I’m counting the days to my holiday.
Anyway, I don’t want to upset all the hard working people out there so I will stop…
OK, once more… 2 days to go…
I can’t help it…
Anyway, the happy news of the day is about Ricky Martin. You must have heard it, so I’m not going to talk about it…
What I’d like to comment more is a discussion I had with ‘big M’s girlfriend on Saturday night. It took place in a bar, right before going to the club. We were quite tipsy by then, I must add…
She: ‘big M’ is quite happy that you and ‘gb’ came along tonight. It showed him that you are more than just colleagues.
Me: Well, we got along really well from the beginning. We did spent some really nice nights out in the past as well
She: Don’t remind me. I can still remember that I was feeling a bit weird about the night that ‘big M’ spent at gb’s.
(after going out and getting drunk)
She: Well, I know that he spent the night over at yours and it’s the first time he’s actually spending time with gay people. I couldn’t but feel a little threatened! Don’t get me wrong. At first I thought that ‘gb’ would be a threat because he is always ‘out there’ speaking about sex and making dirty jokes (yes, gb can be like that). Then, I met you Nik and I realized that probably ‘big M’ is exactly your type.

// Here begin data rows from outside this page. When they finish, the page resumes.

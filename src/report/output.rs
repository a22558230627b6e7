use std::fs::File;
use std::io::Write;
use std::path::Path;

use tracing::info;

use crate::error::Result;
use crate::models::MealSlot;
use crate::planner::{FitnessTargets, OptimizationResult};
use crate::report::summary::{PlanSummary, day_rows};

/// Round a float to n decimal places.
fn truncate(value: f64, decimals: u32) -> f64 {
    let factor = 10_f64.powi(decimals as i32);
    (value * factor).round() / factor
}

/// Write the schedule table as CSV.
pub fn write_schedule_csv(result: &OptimizationResult, path: &Path) -> Result<()> {
    let mut wtr = csv::Writer::from_path(path)?;

    wtr.write_record(["Day", "Breakfast", "Lunch", "Dinner", "Cost", "Calories"])?;
    for row in day_rows(&result.best) {
        wtr.write_record([
            row.day,
            row.breakfast,
            row.lunch,
            row.dinner,
            format!("{:.2}", row.cost),
            format!("{:.0}", row.calories),
        ])?;
    }

    wtr.flush()?;
    info!(path = %path.display(), "schedule written");
    Ok(())
}

/// Write the best fitness per generation as CSV.
pub fn write_history_csv(result: &OptimizationResult, path: &Path) -> Result<()> {
    let mut wtr = csv::Writer::from_path(path)?;

    wtr.write_record(["generation", "best_fitness"])?;
    for (i, fitness) in result.history.iter().enumerate() {
        wtr.write_record([(i + 1).to_string(), format!("{:.6}", fitness)])?;
    }

    wtr.flush()?;
    info!(path = %path.display(), generations = result.history.len(), "history written");
    Ok(())
}

/// Write the full report: targets, metrics, days, history.
pub fn write_report_json(
    result: &OptimizationResult,
    targets: &FitnessTargets,
    path: &Path,
) -> Result<()> {
    let summary = PlanSummary::new(result, targets);

    let days = result
        .best
        .days()
        .iter()
        .enumerate()
        .map(|(i, day)| {
            let meals = day.as_ref().map(|d| {
                MealSlot::ALL
                    .iter()
                    .map(|&slot| {
                        let meal = d.meal(slot);
                        serde_json::json!({
                            "slot": slot,
                            "name": meal.name,
                            "category": meal.category,
                            "price": meal.price,
                            "calories": meal.calories,
                        })
                    })
                    .collect::<Vec<_>>()
            });
            serde_json::json!({
                "day": i + 1,
                "meals": meals,
                "cost": day.as_ref().map_or(0.0, |d| d.cost()),
                "calories": day.as_ref().map_or(0.0, |d| d.calories()),
            })
        })
        .collect::<Vec<_>>();

    let json = serde_json::json!({
        "targets": {
            "weekly_budget": targets.weekly_budget,
            "weekly_calories": targets.weekly_calories,
        },
        "goal": result.goal,
        "metrics": {
            "total_cost": truncate(summary.total_cost, 2),
            "cost_delta": truncate(summary.cost_delta, 2),
            "daily_calories": truncate(summary.daily_calories, 1),
            "daily_calorie_delta": truncate(summary.daily_calorie_delta, 1),
            "accuracy": truncate(summary.accuracy, 2),
            "fitness": truncate(result.evaluation.fitness, 6),
            "lunch_repeats": summary.lunch_repeats,
        },
        "budget_split": summary.budget_split.iter().map(|share| {
            serde_json::json!({
                "slot": share.slot,
                "cost": truncate(share.cost, 2),
                "percent": truncate(share.percent, 1),
            })
        }).collect::<Vec<_>>(),
        "days": days,
        "generations_run": result.generations_run,
        "cancelled": result.cancelled,
        "history": result.history,
    });

    let mut file = File::create(path)?;
    file.write_all(serde_json::to_string_pretty(&json)?.as_bytes())?;
    info!(path = %path.display(), "report written");
    Ok(())
}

‘gb’: Yes, Nik likes his men big and hairy.
Me: Don’t listen to him. I’d never do anything like that.
She: Well, I just couldn’t help myself... I can’t help feeling insecure sometimes.

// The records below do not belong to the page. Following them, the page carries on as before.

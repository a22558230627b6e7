pub mod builtin;
pub mod persistence;
pub mod store;

pub use builtin::{BUILTIN_CATALOG_CSV, builtin_catalog};
pub use persistence::{
    CatalogFormat, load_catalog, load_or_builtin, parse_csv, parse_json, save_catalog,
};
pub use store::{CatalogProvider, MealCatalog};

To be totally honest I find big M to be quite hot. He’s tall, hairy, muscled with green eyes. He’s also doing a triathlon for charity later this year. However, he’s a mate (and straight and in a happy relationship). I’d never do anything like that. I’ve never made a pass on someone in a relationship (that I knew about). I also don’t think I have never made a pass on a real friend, gay or straight.
OK, I had a crush (or two) on a straight friend in the past but I never did anything about it. Maybe it’s the unattainable feature that can be so appealing. Maybe it’s the fact that it’s a gay fantasy to seduce a previously straight guy. (How straight can he be if he’s seduced?) It worries me slightly that ‘big M’ girlfriend thought that I was a threat to her. Maybe it was more obvious to her, probably from my body language that I liked him.

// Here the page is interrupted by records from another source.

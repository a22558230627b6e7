use std::fs;
use std::path::Path;

use clap::Parser;
use tracing::{info, warn};
use tracing_subscriber::EnvFilter;

use smart_nutrition_rs::MealCatalog;
use smart_nutrition_rs::catalog::{builtin_catalog, load_or_builtin, save_catalog};
use smart_nutrition_rs::cli::{Cli, Command, PlanArgs};
use smart_nutrition_rs::error::{PlannerError, Result};
use smart_nutrition_rs::interface::{
    ConsoleProgress, display_catalog, display_plan, prompt_exclusions, prompt_run_config,
    resolve_categories,
};
use smart_nutrition_rs::models::DAYS_PER_WEEK;
use smart_nutrition_rs::planner::{EvolutionEngine, RunConfig};
use smart_nutrition_rs::report::{
    PlanSummary, write_history_csv, write_report_json, write_schedule_csv,
};

fn main() {
    let cli = Cli::parse();
    init_tracing(cli.verbose);

    if let Err(e) = run(cli) {
        eprintln!("Error: {}", e);
        std::process::exit(1);
    }
}

/// Logs go to stderr; stdout carries the rendered plan.
fn init_tracing(verbose: bool) {
    let filter = if verbose {
        EnvFilter::new("debug")
    } else {
        EnvFilter::try_from_default_env().unwrap_or_else(|_| EnvFilter::new("warn"))
    };

    tracing_subscriber::fmt()
        .with_env_filter(filter)
        .with_writer(std::io::stderr)
        .with_target(false)
        .init();
}

fn run(cli: Cli) -> Result<()> {
    let command = cli.command.unwrap_or_default();

    match command {
        Command::Plan(args) => cmd_plan(&cli.file, args),
        Command::Init { force } => cmd_init(&cli.file, force),
        Command::Catalog { exclude } => cmd_catalog(&cli.file, &exclude),
    }
}

/// Resolve typed category names and drop them from the catalog.
fn apply_exclusions(catalog: &MealCatalog, requested: &[String]) -> MealCatalog {
    if requested.is_empty() {
        return catalog.clone();
    }

    let known = catalog.categories();
    let (resolved, unresolved) = resolve_categories(requested, &known);
    for name in &unresolved {
        eprintln!("Unknown category ignored: {}", name);
    }

    let filtered = catalog.without_categories(&resolved);
    info!(
        excluded = ?resolved,
        before = catalog.len(),
        after = filtered.len(),
        "categories excluded"
    );
    filtered
}

/// Defaults, then the config file, then individual flags.
fn build_config(args: &PlanArgs) -> Result<RunConfig> {
    let mut config = match &args.config {
        Some(path) => RunConfig::load(path)?,
        None => RunConfig::default(),
    };

    if let Some(budget) = args.budget {
        config.weekly_budget = budget;
    }
    if let Some(daily) = args.daily_calories {
        config.weekly_calories = daily * DAYS_PER_WEEK as f64;
    }
    if let Some(generations) = args.generations {
        config.generation_count = generations;
    }
    if let Some(population) = args.population {
        config.population_size = population;
    }
    if args.seed.is_some() {
        config.seed = args.seed;
    }
    if args.time_limit.is_some() {
        config.time_limit_secs = args.time_limit;
    }

    Ok(config)
}

/// Optimize and display a weekly schedule.
fn cmd_plan(file_path: &str, args: PlanArgs) -> Result<()> {
    let catalog = load_or_builtin(file_path)?;
    println!("Loaded {} meals", catalog.len());

    let mut config = build_config(&args)?;
    let mut excluded = args.exclude.clone();

    if args.interactive {
        config = prompt_run_config(config)?;
        let (preselected, _) = resolve_categories(&excluded, &catalog.categories());
        excluded = prompt_exclusions(&catalog.categories(), &preselected)?;
    }

    let catalog = apply_exclusions(&catalog, &excluded);
    let targets = config.targets();

    println!(
        "Planning for budget {:.0}, {:.0} kcal/day ({} generations, population {})",
        config.weekly_budget,
        config.daily_calories(),
        config.generation_count,
        config.population_size
    );
    println!();

    let engine = EvolutionEngine::new(&catalog, config)?;
    let mut progress = ConsoleProgress::new(engine.config().generation_count);
    let result = engine.run(&mut progress)?;

    let summary = PlanSummary::new(&result, &targets);
    display_plan(&result, &summary);

    if let Some(path) = &args.csv {
        write_schedule_csv(&result, path)?;
        println!("Schedule written to {}", path.display());
    }
    if let Some(path) = &args.history {
        write_history_csv(&result, path)?;
        println!("History written to {}", path.display());
    }
    if let Some(path) = &args.json {
        write_report_json(&result, &targets, path)?;
        println!("Report written to {}", path.display());
    }

    Ok(())
}

/// Write the built-in catalog to disk.
fn cmd_init(file_path: &str, force: bool) -> Result<()> {
    let path = Path::new(file_path);

    if path.exists() && !force {
        return Err(PlannerError::InvalidInput(format!(
            "{} already exists (use --force to overwrite)",
            file_path
        )));
    }

    if let Some(parent) = path.parent().filter(|p| !p.as_os_str().is_empty()) {
        fs::create_dir_all(parent)?;
    }

    let catalog = builtin_catalog()?;
    save_catalog(path, &catalog)?;
    println!("Wrote {} meals to {}", catalog.len(), file_path);
    Ok(())
}

/// List catalog contents.
fn cmd_catalog(file_path: &str, exclude: &[String]) -> Result<()> {
    let catalog = load_or_builtin(file_path)?;
    let catalog = apply_exclusions(&catalog, exclude);

    if let Err(e) = catalog.check_non_empty() {
        warn!("{}", e);
    }

    display_catalog(&catalog);
    Ok(())
}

I don’t know if it’s just me, but after I get into the ‘friendship’ zone I can’t easily go back. If something has to happen with someone, it has to happen in the beginning of our acquaintance. OK, I have friends that I’ve slept with, like the Brazilian, but that’s just an unsuccessful relationship. We tried it and it didn’t work out. We’re good friends now but it didn’t start like that.
That is the reason that I’ve never slept with ‘gb’ and I’ll probably never will. Many of our common friends have commented about it, asking how we can be good friends and nothing more ever happened. Maybe it’s a gay thing that friends after a while, during a drunken session do sleep together. Funnily enough, ‘big M’ even placed a bet on us. He believed that we would sleep together in the next month or so (he lost the bet). He still owes us dinner and drinks for that.
However, even if I do believe that an amazing relationship can evolve from a good friendship, it’s very difficult to happen though and it never happened to me.